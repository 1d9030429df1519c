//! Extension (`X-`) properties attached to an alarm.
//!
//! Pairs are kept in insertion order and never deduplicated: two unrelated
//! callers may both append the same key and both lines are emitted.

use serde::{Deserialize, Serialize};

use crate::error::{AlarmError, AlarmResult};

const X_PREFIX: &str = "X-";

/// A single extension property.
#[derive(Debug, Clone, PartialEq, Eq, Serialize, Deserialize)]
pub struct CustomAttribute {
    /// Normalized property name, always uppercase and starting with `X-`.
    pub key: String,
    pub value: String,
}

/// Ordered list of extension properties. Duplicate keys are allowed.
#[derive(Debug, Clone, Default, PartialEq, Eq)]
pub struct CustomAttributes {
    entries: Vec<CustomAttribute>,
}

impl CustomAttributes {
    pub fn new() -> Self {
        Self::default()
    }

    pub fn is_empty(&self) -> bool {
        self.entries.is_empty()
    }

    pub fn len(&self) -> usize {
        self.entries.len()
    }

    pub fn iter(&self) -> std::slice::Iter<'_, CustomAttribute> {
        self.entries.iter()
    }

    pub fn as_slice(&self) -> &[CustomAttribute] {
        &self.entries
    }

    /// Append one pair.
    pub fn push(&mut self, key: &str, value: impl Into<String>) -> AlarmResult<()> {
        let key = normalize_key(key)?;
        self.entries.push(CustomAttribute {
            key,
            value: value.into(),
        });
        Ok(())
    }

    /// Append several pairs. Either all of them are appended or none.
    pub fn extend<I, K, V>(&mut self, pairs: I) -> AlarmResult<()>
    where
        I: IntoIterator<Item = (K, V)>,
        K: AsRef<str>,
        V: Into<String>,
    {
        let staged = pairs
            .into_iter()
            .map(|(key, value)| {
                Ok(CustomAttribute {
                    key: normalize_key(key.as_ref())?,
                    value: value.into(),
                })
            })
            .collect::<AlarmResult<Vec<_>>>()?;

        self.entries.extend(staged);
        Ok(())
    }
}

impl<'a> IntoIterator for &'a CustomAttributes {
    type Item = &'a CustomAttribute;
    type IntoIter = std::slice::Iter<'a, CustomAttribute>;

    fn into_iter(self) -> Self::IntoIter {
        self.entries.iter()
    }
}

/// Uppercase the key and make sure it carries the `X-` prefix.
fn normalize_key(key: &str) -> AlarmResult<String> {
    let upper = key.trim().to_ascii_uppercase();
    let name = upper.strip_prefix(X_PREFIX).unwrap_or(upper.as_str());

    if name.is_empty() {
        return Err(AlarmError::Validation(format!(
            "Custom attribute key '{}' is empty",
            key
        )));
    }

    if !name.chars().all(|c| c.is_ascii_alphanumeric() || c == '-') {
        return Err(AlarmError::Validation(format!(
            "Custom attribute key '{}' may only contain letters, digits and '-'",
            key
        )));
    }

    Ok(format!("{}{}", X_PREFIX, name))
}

------------

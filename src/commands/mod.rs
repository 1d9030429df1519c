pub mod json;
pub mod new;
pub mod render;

------------

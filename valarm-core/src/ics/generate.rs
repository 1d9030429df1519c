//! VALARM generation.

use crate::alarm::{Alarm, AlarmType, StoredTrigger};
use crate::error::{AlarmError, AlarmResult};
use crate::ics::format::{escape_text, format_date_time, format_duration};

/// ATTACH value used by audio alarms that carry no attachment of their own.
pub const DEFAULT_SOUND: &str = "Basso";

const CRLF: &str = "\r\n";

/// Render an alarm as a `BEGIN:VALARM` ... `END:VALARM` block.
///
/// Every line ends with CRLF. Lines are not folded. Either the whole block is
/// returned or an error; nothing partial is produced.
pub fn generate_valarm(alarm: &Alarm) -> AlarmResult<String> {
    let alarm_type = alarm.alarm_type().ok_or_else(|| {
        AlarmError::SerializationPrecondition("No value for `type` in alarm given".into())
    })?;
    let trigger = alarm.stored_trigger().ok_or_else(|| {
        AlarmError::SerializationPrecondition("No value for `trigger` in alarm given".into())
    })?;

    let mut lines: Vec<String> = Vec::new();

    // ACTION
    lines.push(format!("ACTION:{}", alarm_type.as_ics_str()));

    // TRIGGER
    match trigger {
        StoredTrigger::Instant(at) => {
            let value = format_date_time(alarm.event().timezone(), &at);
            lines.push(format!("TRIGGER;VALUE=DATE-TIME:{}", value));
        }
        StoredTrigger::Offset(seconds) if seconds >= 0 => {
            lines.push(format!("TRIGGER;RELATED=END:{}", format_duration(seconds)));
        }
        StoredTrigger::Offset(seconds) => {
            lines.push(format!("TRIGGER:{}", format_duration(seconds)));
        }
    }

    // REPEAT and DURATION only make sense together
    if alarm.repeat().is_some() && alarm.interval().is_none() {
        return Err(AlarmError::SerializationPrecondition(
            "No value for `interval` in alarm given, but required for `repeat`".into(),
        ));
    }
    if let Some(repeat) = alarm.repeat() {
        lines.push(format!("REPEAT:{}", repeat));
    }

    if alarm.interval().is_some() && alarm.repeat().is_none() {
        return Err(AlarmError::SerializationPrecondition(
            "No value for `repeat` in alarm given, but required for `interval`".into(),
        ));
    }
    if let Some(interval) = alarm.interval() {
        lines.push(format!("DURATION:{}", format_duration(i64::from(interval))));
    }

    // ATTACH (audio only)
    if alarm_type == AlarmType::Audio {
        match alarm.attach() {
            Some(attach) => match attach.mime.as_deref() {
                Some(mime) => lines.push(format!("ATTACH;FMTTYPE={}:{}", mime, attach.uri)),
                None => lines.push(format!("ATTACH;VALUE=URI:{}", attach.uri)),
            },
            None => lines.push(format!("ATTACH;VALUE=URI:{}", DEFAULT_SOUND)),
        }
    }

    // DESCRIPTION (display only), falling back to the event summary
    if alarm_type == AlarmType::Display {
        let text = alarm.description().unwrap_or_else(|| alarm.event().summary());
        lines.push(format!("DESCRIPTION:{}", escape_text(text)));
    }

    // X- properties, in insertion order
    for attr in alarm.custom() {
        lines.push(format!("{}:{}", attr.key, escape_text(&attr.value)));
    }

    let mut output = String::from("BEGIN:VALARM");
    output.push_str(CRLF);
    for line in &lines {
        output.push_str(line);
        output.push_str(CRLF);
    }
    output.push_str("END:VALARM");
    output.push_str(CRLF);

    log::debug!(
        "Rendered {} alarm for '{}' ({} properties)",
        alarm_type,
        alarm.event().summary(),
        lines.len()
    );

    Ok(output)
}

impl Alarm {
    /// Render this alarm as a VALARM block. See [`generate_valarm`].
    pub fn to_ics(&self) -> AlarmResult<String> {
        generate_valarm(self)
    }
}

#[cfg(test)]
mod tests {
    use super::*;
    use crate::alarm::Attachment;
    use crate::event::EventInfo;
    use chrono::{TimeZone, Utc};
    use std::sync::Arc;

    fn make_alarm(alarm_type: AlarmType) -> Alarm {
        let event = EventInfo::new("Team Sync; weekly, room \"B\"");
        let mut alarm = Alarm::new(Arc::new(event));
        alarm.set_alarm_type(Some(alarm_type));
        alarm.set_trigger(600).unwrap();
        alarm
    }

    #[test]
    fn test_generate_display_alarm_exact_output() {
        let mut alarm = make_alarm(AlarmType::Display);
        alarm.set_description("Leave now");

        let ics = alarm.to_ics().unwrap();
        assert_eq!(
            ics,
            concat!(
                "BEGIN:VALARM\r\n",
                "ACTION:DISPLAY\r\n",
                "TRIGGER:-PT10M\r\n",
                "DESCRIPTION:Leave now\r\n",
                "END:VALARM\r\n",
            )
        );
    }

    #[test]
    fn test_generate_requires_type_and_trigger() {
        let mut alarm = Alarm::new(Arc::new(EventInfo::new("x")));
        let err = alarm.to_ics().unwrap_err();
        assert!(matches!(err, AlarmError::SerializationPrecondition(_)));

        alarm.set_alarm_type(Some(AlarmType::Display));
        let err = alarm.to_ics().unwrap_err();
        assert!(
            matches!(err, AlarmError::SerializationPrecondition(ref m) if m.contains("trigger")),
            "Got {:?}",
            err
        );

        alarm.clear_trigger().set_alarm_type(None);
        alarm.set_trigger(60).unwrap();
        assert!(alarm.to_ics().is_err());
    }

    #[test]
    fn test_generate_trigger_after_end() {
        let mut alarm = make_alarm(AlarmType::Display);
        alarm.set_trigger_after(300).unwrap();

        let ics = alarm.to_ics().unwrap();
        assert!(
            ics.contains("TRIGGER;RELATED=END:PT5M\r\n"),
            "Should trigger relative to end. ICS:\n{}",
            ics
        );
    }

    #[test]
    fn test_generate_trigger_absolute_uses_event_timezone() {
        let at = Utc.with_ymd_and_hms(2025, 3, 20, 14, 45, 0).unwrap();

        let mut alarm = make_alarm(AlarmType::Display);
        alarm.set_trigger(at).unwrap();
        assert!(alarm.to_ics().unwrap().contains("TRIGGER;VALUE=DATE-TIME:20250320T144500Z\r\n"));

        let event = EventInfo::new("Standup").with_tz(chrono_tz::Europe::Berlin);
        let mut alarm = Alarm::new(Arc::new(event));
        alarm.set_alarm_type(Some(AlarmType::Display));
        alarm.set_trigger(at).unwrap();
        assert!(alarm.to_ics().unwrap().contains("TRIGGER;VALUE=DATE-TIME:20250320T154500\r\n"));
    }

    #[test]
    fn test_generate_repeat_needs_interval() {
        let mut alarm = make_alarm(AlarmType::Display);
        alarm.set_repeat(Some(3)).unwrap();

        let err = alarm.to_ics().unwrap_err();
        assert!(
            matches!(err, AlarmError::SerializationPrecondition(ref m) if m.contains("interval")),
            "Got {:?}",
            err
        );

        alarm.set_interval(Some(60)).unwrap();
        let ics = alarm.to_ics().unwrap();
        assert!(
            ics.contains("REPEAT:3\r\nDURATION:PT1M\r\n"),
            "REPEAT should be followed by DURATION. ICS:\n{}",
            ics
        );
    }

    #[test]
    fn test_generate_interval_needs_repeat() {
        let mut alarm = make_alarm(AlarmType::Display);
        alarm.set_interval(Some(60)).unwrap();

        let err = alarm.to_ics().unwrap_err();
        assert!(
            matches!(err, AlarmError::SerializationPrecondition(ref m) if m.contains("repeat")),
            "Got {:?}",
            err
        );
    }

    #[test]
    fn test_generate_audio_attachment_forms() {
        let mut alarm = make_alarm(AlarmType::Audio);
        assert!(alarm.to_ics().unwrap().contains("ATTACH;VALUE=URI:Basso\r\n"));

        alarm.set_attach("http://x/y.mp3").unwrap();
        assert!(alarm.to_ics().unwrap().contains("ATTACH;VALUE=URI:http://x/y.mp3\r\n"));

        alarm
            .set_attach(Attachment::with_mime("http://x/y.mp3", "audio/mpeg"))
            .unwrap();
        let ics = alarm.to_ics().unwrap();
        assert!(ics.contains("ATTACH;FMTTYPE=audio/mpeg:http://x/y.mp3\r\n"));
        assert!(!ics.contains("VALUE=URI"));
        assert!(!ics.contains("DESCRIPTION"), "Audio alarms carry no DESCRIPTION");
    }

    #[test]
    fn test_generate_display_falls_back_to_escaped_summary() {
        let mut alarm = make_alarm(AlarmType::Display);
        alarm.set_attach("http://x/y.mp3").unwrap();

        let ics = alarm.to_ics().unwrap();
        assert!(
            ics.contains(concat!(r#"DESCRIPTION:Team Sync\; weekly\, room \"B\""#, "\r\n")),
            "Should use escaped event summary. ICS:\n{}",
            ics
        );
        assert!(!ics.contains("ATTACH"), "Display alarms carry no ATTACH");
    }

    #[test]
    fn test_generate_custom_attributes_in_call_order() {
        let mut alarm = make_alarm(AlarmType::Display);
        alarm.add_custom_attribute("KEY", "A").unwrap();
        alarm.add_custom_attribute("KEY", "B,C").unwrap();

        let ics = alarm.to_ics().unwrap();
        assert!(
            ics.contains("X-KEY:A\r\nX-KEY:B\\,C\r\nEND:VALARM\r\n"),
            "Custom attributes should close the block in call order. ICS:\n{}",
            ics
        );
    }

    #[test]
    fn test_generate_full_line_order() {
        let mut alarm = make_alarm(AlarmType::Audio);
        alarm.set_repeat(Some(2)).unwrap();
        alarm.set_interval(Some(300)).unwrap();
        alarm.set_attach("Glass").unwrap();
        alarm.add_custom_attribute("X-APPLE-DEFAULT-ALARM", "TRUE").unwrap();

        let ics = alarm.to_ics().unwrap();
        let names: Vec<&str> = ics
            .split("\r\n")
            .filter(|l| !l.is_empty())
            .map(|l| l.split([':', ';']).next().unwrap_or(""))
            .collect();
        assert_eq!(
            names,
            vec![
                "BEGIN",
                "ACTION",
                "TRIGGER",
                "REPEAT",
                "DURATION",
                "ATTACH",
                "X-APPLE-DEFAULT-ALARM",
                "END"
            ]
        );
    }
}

------------

Work required
Find the word "filename" in the data and copy out each line where it turns up.

Exercise solution
filename src/commands/mod.rs
filename valarm-core/src/ics/generate.rs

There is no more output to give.